==== Provided material

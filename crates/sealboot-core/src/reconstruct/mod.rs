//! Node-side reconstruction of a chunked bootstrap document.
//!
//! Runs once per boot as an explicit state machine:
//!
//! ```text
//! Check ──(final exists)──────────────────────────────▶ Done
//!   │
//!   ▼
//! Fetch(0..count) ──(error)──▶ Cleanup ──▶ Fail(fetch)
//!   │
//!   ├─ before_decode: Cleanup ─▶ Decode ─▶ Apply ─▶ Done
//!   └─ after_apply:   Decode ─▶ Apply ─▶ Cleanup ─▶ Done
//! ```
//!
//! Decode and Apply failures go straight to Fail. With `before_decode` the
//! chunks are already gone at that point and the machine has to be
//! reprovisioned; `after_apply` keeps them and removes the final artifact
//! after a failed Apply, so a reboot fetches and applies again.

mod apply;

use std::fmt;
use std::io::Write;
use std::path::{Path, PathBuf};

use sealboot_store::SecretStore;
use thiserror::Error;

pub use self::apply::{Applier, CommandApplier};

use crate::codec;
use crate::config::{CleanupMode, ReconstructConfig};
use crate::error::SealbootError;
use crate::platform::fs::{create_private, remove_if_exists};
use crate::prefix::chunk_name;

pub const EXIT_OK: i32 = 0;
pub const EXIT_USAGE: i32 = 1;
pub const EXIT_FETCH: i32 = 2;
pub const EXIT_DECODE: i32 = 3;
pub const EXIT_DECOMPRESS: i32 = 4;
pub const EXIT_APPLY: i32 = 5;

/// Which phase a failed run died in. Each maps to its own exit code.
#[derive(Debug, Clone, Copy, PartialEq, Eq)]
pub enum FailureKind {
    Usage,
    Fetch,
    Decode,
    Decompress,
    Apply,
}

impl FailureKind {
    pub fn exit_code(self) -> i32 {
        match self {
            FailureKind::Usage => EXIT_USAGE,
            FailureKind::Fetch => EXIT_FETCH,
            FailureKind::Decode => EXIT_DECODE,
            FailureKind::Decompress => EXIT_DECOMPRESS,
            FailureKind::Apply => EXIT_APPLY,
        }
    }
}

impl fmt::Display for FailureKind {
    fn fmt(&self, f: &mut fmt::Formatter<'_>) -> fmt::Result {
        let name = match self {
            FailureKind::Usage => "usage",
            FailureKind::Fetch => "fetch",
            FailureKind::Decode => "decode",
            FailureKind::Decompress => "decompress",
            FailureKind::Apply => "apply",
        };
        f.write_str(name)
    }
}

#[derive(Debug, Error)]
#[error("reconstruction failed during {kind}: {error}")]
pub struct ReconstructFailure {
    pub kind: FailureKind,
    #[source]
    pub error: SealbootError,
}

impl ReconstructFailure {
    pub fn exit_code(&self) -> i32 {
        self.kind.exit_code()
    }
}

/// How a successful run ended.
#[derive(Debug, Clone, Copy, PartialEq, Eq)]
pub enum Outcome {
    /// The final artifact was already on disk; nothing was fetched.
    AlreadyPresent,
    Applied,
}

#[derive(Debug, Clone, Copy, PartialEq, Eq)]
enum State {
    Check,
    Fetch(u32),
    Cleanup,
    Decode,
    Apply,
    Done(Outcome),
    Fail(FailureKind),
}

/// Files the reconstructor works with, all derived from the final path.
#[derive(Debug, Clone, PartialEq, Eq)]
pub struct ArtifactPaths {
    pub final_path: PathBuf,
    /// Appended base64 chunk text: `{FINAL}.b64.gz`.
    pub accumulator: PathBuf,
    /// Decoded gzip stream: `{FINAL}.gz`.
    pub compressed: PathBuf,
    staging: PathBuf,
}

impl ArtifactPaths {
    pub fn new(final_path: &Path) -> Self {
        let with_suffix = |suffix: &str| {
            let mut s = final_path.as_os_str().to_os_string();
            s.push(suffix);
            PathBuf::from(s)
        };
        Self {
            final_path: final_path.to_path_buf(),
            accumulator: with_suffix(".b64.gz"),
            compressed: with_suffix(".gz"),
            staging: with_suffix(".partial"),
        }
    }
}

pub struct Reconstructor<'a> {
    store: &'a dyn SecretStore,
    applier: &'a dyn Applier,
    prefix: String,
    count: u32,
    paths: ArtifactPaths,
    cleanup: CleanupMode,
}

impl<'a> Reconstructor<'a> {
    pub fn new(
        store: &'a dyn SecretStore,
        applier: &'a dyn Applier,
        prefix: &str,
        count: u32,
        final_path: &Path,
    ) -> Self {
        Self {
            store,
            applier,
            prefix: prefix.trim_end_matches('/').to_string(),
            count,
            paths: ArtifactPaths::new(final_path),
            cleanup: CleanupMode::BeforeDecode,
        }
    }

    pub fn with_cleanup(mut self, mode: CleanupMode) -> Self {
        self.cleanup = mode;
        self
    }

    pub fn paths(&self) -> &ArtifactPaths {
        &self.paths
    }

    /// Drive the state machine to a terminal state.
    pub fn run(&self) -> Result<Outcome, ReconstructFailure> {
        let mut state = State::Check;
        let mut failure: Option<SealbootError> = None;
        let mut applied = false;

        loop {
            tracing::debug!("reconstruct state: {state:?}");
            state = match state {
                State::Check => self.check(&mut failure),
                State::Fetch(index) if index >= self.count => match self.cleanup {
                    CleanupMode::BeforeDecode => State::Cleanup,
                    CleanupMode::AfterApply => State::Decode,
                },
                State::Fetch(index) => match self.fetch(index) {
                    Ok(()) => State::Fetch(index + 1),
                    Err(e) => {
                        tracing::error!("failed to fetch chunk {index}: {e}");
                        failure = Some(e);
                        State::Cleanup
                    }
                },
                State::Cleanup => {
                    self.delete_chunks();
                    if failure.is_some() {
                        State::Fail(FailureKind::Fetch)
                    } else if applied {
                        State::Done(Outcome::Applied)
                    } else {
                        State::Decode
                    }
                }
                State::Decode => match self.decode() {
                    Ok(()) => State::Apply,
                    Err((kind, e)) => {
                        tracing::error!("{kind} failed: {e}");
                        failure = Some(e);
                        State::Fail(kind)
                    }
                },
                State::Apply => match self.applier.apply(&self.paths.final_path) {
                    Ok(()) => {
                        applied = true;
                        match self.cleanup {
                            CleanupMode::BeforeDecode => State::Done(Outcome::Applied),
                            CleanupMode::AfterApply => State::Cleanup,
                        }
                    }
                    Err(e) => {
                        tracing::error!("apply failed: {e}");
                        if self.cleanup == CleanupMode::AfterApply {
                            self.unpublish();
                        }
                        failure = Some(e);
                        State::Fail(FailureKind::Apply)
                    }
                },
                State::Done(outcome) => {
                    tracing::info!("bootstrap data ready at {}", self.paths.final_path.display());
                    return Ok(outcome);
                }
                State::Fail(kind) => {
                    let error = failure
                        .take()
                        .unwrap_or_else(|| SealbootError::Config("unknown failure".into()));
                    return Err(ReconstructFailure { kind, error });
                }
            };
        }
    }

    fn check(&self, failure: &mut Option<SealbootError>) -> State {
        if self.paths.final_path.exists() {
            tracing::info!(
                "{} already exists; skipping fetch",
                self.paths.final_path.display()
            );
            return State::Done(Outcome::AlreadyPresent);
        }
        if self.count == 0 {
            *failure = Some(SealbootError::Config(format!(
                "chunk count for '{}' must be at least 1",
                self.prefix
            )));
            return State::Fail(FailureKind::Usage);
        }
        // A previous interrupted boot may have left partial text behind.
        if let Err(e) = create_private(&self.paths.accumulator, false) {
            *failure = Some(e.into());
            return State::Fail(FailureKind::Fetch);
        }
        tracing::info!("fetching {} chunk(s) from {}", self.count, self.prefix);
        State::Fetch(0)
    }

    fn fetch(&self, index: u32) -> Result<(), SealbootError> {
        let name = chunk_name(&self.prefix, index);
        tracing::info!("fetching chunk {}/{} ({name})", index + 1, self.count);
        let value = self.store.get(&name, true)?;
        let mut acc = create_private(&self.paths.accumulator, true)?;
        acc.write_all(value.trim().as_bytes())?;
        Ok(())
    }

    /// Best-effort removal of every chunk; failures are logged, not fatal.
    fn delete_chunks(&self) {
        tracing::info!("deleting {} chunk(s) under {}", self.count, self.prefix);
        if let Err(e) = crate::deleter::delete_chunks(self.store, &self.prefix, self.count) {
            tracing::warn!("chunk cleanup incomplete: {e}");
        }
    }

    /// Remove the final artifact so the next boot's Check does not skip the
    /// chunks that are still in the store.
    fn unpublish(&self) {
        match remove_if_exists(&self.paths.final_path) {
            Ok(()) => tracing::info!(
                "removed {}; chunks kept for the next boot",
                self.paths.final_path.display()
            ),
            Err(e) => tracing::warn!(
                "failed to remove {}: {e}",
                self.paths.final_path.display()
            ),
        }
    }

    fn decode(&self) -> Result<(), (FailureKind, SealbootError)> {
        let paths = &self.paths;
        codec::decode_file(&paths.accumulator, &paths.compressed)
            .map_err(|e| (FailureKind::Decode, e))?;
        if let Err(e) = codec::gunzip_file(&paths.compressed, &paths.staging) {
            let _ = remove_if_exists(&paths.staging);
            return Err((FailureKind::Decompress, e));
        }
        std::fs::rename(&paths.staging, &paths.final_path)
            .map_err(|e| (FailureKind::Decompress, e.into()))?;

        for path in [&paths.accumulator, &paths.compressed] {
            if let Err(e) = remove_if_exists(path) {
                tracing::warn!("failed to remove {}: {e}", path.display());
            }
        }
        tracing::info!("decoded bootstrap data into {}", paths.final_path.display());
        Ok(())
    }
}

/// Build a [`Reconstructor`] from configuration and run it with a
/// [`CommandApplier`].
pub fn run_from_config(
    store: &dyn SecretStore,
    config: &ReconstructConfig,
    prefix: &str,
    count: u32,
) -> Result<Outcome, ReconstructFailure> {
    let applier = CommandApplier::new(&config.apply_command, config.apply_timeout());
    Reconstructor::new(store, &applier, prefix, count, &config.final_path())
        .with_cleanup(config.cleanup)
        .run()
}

========
==== Provided material

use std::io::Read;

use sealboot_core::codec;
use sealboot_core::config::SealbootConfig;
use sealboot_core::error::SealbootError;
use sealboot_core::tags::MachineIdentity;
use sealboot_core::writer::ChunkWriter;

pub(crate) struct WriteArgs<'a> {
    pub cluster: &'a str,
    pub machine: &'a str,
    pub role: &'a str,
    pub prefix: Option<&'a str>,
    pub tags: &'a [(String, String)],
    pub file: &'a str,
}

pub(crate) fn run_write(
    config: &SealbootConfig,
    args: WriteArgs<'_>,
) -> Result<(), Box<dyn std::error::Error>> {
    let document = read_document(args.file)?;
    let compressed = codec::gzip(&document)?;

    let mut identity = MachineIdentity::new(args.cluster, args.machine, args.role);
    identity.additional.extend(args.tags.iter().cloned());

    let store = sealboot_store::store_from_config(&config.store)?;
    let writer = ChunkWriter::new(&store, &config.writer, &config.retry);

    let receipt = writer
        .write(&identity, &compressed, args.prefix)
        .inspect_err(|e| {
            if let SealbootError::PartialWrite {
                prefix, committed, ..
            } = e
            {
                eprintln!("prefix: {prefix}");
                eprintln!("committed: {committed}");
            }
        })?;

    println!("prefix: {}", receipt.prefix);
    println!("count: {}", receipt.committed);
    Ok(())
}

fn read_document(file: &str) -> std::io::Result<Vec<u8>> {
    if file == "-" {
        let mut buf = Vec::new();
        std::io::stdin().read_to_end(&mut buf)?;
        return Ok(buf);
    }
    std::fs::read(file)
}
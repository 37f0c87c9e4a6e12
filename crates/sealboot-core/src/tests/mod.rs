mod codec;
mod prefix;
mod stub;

========
==== Provided material

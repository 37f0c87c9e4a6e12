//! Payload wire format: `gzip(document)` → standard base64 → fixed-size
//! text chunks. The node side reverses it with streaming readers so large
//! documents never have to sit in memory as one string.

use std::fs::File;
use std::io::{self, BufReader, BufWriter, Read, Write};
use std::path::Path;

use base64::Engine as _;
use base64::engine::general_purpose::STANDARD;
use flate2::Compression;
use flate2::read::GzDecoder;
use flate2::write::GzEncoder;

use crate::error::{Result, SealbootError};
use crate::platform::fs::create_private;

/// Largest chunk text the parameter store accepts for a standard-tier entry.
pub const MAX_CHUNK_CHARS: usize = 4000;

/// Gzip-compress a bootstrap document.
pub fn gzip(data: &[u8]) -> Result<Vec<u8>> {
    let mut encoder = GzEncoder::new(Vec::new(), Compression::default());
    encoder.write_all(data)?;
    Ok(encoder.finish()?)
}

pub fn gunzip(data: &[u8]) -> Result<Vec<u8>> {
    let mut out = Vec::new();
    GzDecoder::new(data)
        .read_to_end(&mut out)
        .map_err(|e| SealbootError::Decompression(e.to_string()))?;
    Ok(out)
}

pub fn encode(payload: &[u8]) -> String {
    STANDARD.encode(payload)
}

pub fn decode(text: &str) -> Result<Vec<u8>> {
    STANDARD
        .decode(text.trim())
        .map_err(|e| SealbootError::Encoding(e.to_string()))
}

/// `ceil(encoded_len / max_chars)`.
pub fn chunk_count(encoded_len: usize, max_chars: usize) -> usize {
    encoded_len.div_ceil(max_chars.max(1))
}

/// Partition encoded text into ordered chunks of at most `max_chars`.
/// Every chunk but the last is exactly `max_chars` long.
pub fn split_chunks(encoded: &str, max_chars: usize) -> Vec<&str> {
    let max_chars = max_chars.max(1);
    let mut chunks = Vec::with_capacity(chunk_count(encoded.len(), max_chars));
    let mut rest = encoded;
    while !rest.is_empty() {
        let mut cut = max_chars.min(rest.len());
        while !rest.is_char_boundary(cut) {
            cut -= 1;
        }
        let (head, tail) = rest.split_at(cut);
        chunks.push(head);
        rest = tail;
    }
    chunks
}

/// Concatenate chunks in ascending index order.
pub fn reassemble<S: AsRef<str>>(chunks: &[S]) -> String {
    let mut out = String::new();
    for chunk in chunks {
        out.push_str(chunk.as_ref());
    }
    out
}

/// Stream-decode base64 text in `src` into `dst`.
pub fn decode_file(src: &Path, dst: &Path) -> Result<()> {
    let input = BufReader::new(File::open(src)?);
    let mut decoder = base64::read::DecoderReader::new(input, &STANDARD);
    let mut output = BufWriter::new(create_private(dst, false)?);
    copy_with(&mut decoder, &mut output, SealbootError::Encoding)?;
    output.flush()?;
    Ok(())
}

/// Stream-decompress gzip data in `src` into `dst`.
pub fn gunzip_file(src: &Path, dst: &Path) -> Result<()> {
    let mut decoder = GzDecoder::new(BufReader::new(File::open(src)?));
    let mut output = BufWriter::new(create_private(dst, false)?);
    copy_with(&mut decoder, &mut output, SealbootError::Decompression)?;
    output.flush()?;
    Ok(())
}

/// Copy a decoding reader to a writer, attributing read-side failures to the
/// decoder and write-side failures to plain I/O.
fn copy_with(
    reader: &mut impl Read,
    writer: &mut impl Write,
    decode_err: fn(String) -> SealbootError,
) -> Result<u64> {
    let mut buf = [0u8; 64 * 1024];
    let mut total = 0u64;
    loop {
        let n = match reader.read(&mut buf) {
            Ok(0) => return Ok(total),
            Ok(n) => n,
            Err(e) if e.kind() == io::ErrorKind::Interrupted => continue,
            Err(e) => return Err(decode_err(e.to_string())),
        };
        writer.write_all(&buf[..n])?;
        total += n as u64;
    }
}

========

-- Task description --
Using the data above, print exactly the lines from the line that contains "decoder = base64::read::DecoderReader::new(input, &STANDARD);" through the line that contains "Ok(0) => return", with both included.

-- Exercise answer --
    let mut decoder = base64::read::DecoderReader::new(input, &STANDARD);
    let mut output = BufWriter::new(create_private(dst, false)?);
    copy_with(&mut decoder, &mut output, SealbootError::Encoding)?;
    output.flush()?;
    Ok(())
}

/// Stream-decompress gzip data in `src` into `dst`.
pub fn gunzip_file(src: &Path, dst: &Path) -> Result<()> {
    let mut decoder = GzDecoder::new(BufReader::new(File::open(src)?));
    let mut output = BufWriter::new(create_private(dst, false)?);
    copy_with(&mut decoder, &mut output, SealbootError::Decompression)?;
    output.flush()?;
    Ok(())
}

/// Copy a decoding reader to a writer, attributing read-side failures to the
/// decoder and write-side failures to plain I/O.
fn copy_with(
    reader: &mut impl Read,
    writer: &mut impl Write,
    decode_err: fn(String) -> SealbootError,
) -> Result<u64> {
    let mut buf = [0u8; 64 * 1024];
    let mut total = 0u64;
    loop {
        let n = match reader.read(&mut buf) {
            Ok(0) => return Ok(total),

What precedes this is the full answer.